■ **Brief**: The entries should be restated word for word.

Start of Data extract

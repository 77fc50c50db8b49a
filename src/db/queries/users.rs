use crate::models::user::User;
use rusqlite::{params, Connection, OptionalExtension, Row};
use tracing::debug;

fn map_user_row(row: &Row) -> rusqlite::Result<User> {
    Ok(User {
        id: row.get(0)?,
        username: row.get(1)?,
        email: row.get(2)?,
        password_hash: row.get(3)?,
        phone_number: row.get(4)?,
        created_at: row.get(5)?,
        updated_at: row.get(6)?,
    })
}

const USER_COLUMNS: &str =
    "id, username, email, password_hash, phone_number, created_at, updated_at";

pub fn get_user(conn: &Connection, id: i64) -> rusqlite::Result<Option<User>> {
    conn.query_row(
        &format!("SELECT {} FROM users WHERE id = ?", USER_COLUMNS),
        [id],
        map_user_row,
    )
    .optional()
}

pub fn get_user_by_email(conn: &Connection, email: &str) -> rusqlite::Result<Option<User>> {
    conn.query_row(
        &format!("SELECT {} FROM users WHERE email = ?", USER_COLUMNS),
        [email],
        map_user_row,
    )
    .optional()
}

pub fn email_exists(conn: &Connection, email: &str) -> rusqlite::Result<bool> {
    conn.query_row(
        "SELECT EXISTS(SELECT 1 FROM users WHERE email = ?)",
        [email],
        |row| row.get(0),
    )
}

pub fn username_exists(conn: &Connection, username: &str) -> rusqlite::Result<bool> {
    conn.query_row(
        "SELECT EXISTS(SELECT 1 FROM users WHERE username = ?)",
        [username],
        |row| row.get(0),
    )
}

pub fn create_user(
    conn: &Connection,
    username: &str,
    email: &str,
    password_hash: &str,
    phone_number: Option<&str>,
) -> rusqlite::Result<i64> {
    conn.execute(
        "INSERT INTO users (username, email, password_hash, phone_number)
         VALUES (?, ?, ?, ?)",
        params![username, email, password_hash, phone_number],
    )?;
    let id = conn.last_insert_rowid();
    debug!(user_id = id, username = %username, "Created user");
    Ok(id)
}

End of Data extract

■ **Output**:
repository 77fc50c50db8b49a
filename src/db/queries/users.rs
use crate::models::user::User;
use rusqlite::{params, Connection, OptionalExtension, Row};
use tracing::debug;

fn map_user_row(row: &Row) -> rusqlite::Result<User> {
    Ok(User {
        id: row.get(0)?,
        username: row.get(1)?,
        email: row.get(2)?,
        password_hash: row.get(3)?,
        phone_number: row.get(4)?,
        created_at: row.get(5)?,
        updated_at: row.get(6)?,
    })
}

const USER_COLUMNS: &str =
    "id, username, email, password_hash, phone_number, created_at, updated_at";

pub fn get_user(conn: &Connection, id: i64) -> rusqlite::Result<Option<User>> {
    conn.query_row(
        &format!("SELECT {} FROM users WHERE id = ?", USER_COLUMNS),
        [id],
        map_user_row,
    )
    .optional()
}

pub fn get_user_by_email(conn: &Connection, email: &str) -> rusqlite::Result<Option<User>> {
    conn.query_row(
        &format!("SELECT {} FROM users WHERE email = ?", USER_COLUMNS),
        [email],
        map_user_row,
    )
    .optional()
}

pub fn email_exists(conn: &Connection, email: &str) -> rusqlite::Result<bool> {
    conn.query_row(
        "SELECT EXISTS(SELECT 1 FROM users WHERE email = ?)",
        [email],
        |row| row.get(0),
    )
}

pub fn username_exists(conn: &Connection, username: &str) -> rusqlite::Result<bool> {
    conn.query_row(
        "SELECT EXISTS(SELECT 1 FROM users WHERE username = ?)",
        [username],
        |row| row.get(0),
    )
}

pub fn create_user(
    conn: &Connection,
    username: &str,
    email: &str,
    password_hash: &str,
    phone_number: Option<&str>,
) -> rusqlite::Result<i64> {
    conn.execute(
        "INSERT INTO users (username, email, password_hash, phone_number)
         VALUES (?, ?, ?, ?)",
        params![username, email, password_hash, phone_number],
    )?;
    let id = conn.last_insert_rowid();
    debug!(user_id = id, username = %username, "Created user");
    Ok(id)
}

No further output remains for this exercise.